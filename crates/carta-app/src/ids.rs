// Copyright 2026 Phillip Cloud
// Licensed under the Apache License, Version 2.0

use serde::{Deserialize, Serialize};

use crate::model::FieldSource;

macro_rules! entity_id {
    ($name:ident) => {
        #[derive(
            Debug, Clone, PartialEq, Eq, PartialOrd, Ord, Hash, Serialize, Deserialize,
        )]
        #[serde(transparent)]
        pub struct $name(String);

        impl $name {
            pub fn new(value: impl Into<String>) -> Self {
                Self(value.into())
            }

            pub fn as_str(&self) -> &str {
                &self.0
            }
        }

        impl From<&str> for $name {
            fn from(value: &str) -> Self {
                Self(value.to_owned())
            }
        }

        impl std::fmt::Display for $name {
            fn fmt(&self, f: &mut std::fmt::Formatter<'_>) -> std::fmt::Result {
                f.write_str(&self.0)
            }
        }
    };
}

entity_id!(TableId);
entity_id!(FieldId);
entity_id!(ChartId);

impl TableId {
    pub fn numbered(seq: u64) -> Self {
        Self(format!("table-{seq}"))
    }
}

impl ChartId {
    pub fn numbered(seq: u64) -> Self {
        Self(format!("chart-{seq}"))
    }
}

impl FieldId {
    // Composition is stable so re-deriving the same column yields the same id.
    pub fn compose(source: FieldSource, table: &TableId, name: &str) -> Self {
        Self(format!("{}--{}--{}", source.as_str(), table.as_str(), name))
    }
}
______
▶ [What needs to be done]
Which lines above contain the word "String"? Copy each of them.

▶ [Answer box]
        pub struct $name(String);
            pub fn new(value: impl Into<String>) -> Self {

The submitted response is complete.